Oracle AI Data Platform

9.2.29 Oracle AI Data Platform

Overview

Oracle AI Data Platform is a new product offering that brings together data lake, analytics, and orchestration services into one unified platform. With centralized governance, built-in collaboration, and seamless integration across internal and external data sources, it helps enterprises to accelerate their data-driven decision-making and enables them to perform data analytics at scale with greater speed and efficiency.

Parent topic: Target

9.2.29.1 Detailed Functionality

Overview

Replication to Oracle AI Data Platform uses the stage and merge data flow. The change data from the Oracle GoldenGate trails is staged in micro-batches at a temporary staging location (external stage) in OCI Object Storage. The staged records are then merged into the Oracle AI Data Platform target tables using a merge SQL statement. By default, staged records are merged in every 3 minutes.

Parent topic: Oracle AI Data Platform

9.2.29.1.1 Staging Location

The change data records from the Oracle GoldenGate trail files are formatted into Avro OCF (Object Container Format) and are then uploaded to the staging location.

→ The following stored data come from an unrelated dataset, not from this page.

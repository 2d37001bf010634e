//! 错误类型
//!
//! - AgentError：专家 Agent 内部的工具 / 后端失败，由 Agent 自己捕获并转成 Failed 结果，不会向上传播
//! - StorageError：会话存储失败
//! - OrchestratorError：`process` 唯一会返回给调用方的硬错误（存储不可用）

use thiserror::Error;

use crate::llm::BackendError;
use crate::tools::ToolError;

/// Agent 调用工具或后端时可能出现的错误
#[derive(Error, Debug)]
pub enum AgentError {
    #[error(transparent)]
    Tool(#[from] ToolError),

    #[error(transparent)]
    Backend(#[from] BackendError),

    /// 请求级超时后取消，后续调用不再发出
    #[error("Cancelled")]
    Cancelled,

    #[error("Malformed payload: {0}")]
    MalformedPayload(String),
}

/// 会话存储错误
#[derive(Error, Debug)]
pub enum StorageError {
    #[error("Storage unavailable: {0}")]
    Unavailable(String),

    /// 追加的 Turn 序号与会话当前长度不一致
    #[error("Turn sequence conflict: expected {expected}, got {got}")]
    SequenceConflict { expected: u64, got: u64 },

    #[error("IO error: {0}")]
    Io(#[from] std::io::Error),

    #[error("Serialization error: {0}")]
    Serialization(#[from] serde_json::Error),
}

/// 编排器对外错误：只有存储不可用会让整次请求失败
#[derive(Error, Debug)]
pub enum OrchestratorError {
    #[error("Storage unavailable: {0}")]
    StorageUnavailable(#[from] StorageError),

    #[error("Config error: {0}")]
    Config(String),
}
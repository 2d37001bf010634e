//! 会话存储抽象层
//!
//! 定义统一的会话存储接口；内存实现按会话独立加锁，并可写穿到持久化 sink。
//! 提交是原子的：先写 sink，成功后才更新内存，失败时内存保持不变。

use std::collections::HashMap;
use std::sync::Arc;

use async_trait::async_trait;
use serde_json::Value;
use tokio::sync::{Mutex, RwLock};

use crate::core::StorageError;
use crate::memory::{Session, Turn};

/// 会话存储接口
#[async_trait]
pub trait SessionStore: Send + Sync {
    /// 读取会话快照，不存在时创建
    async fn load(&self, session_id: &str) -> Result<Session, StorageError>;

    /// 只读查询：会话不存在时返回 None，不创建
    async fn get(&self, session_id: &str) -> Result<Option<Session>, StorageError>;

    /// 原子提交：Turn 与本轮 scratch 写入要么全部可见，要么全部不可见
    async fn commit(
        &self,
        session_id: &str,
        turn: Turn,
        scratch_writes: Vec<(String, Value)>,
    ) -> Result<(), StorageError>;

    async fn append_turn(&self, session_id: &str, turn: Turn) -> Result<(), StorageError> {
        self.commit(session_id, turn, Vec::new()).await
    }

    async fn read_scratch(&self, session_id: &str, key: &str) -> Result<Option<Value>, StorageError>;

    async fn write_scratch(&self, session_id: &str, key: &str, value: Value) -> Result<(), StorageError>;
}

/// 持久化 sink（外部协作者，可选）；在持有单个会话的锁时被 await，不能阻塞线程
#[async_trait]
pub trait SessionSink: Send + Sync {
    async fn persist_turn(
        &self,
        session: &Session,
        turn: &Turn,
        scratch_writes: &[(String, Value)],
    ) -> Result<(), StorageError>;

    async fn persist_scratch(&self, session: &Session, key: &str, value: &Value) -> Result<(), StorageError>;
}

/// 内存会话存储
#[derive(Default)]
pub struct InMemorySessionStore {
    sessions: RwLock<HashMap<String, Arc<Mutex<Session>>>>,
    sink: Option<Arc<dyn SessionSink>>,
}

impl InMemorySessionStore {
    pub fn new() -> Self {
        Self::default()
    }

    pub fn with_sink(mut self, sink: Arc<dyn SessionSink>) -> Self {
        self.sink = Some(sink);
        self
    }

    /// 用持久化回放出的会话预填充（启动时调用）
    pub async fn restore(&self, sessions: Vec<Session>) {
        let mut map = self.sessions.write().await;
        for session in sessions {
            map.insert(session.id.clone(), Arc::new(Mutex::new(session)));
        }
    }

    pub async fn session_ids(&self) -> Vec<String> {
        let mut ids: Vec<String> = self.sessions.read().await.keys().cloned().collect();
        ids.sort();
        ids
    }

    async fn entry(&self, session_id: &str) -> Arc<Mutex<Session>> {
        if let Some(existing) = self.sessions.read().await.get(session_id) {
            return Arc::clone(existing);
        }
        let mut map = self.sessions.write().await;
        Arc::clone(
            map.entry(session_id.to_string())
                .or_insert_with(|| {
                    tracing::info!(session = %session_id, "session created");
                    Arc::new(Mutex::new(Session::new(session_id)))
                }),
        )
    }
}

#[async_trait]
impl SessionStore for InMemorySessionStore {
    async fn load(&self, session_id: &str) -> Result<Session, StorageError> {
        let entry = self.entry(session_id).await;
        let session = entry.lock().await;
        Ok(session.clone())
    }

    async fn get(&self, session_id: &str) -> Result<Option<Session>, StorageError> {
        let entry = self.sessions.read().await.get(session_id).cloned();
        match entry {
            Some(entry) => Ok(Some(entry.lock().await.clone())),
            None => Ok(None),
        }
    }

    async fn commit(
        &self,
        session_id: &str,
        turn: Turn,
        scratch_writes: Vec<(String, Value)>,
    ) -> Result<(), StorageError> {
        let entry = self.entry(session_id).await;
        let mut session = entry.lock().await;

        let expected = session.next_seq();
        if turn.seq != expected {
            return Err(StorageError::SequenceConflict {
                expected,
                got: turn.seq,
            });
        }

        if let Some(sink) = &self.sink {
            sink.persist_turn(&session, &turn, &scratch_writes).await?;
        }

        for (key, value) in scratch_writes {
            session.scratch.insert(key, value);
        }
        session.turns.push(turn);
        Ok(())
    }

    async fn read_scratch(&self, session_id: &str, key: &str) -> Result<Option<Value>, StorageError> {
        let entry = self.entry(session_id).await;
        let session = entry.lock().await;
        Ok(session.scratch.get(key).cloned())
    }

    async fn write_scratch(&self, session_id: &str, key: &str, value: Value) -> Result<(), StorageError> {
        let entry = self.entry(session_id).await;
        let mut session = entry.lock().await;
        if let Some(sink) = &self.sink {
            sink.persist_scratch(&session, key, &value).await?;
        }
        session.scratch.insert(key.to_string(), value);
        Ok(())
    }
}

Change data can be staged on the following object store:

OCI Object storage

Parent topic: Detailed Functionality

9.2.29.1.2 Database User Privileges

For replicating into the Oracle AI Data Platform the database user requires the following privileges:

SELECT, CREATE, INSERT, UPDATE, and DELETE permissions on the target tables.
SELECT, CREATE, ALTER, and DROP permissions on the external tables.

Parent topic: Detailed Functionality

9.2.29.1.3 Prerequisites

You must have Oracle Cloud Infrastructure account set up for Oracle AI Data Platform.
Simba JDBC driver for Apache Spark. You can download the Simba JDBC driver from the cluster detail page of the Oracle AI Data Platform console. For more information, see Simba JDBC Driver for Apache Spark.

Parent topic: Detailed Functionality

9.2.29.2 Configuration

The Oracle AI Data Platform replication properties configuration is stored in the Replicat properties file.

Parent topic: Oracle AI Data Platform

9.2.29.2.1 Automatic Configuration

Oracle AI Data Platform replication involves configuring multiple components, such as the File Writer Handler, the OCI Event Handler, and the target Oracle AI Data Platform Event Handler.

The Automatic Configuration functionality helps you to configure these components automatically to minimize the manual configuration.

The properties modified by automatic configuration is also logged in the handler log file.

The parameter gg.stage determines the staging location.

To enable auto-configuration to replicate to the Oracle AI Data Platform target, set the parameter gg.target=aidp.

If gg.stage is not set, the OCI object storage will be used as the staging location.

The JDBC Metadata provider is also automatically enabled to retrieve target table metadata from the Oracle AI Data Platform.

Target tables are automatically created if missing.

Parent topic: Configuration

9.2.29.2.1.1 File Writer Handler Configuration

The File Writer Handler name is pre-set to the value aidp and its properties are automatically set to the required values for Oracle AI Data Platform.

Parent topic: Automatic Configuration

9.2.29.2.1.2 OCI Event Handler Configuration

The OCI Event Handler name is pre-set to the value oci and must be configured to match your OCI configuration.

The following is an example of editing the OCI Event property:

gg.eventhandler.oci.bucketMappingTemplate=container1

Related Topics

Oracle AI Data Platform Event Handler Configuration

Parent topic: Automatic Configuration

9.2.29.2.1.3 Oracle AI Data Platform Event Handler Configuration

The Oracle AI Data Platform Event Handler name is pre-set to the value aidp.

The following are the configuration properties available for the Oracle AI Data Platform Event handler, the required ones must be changed to match your Oracle AI Data Platform configuration.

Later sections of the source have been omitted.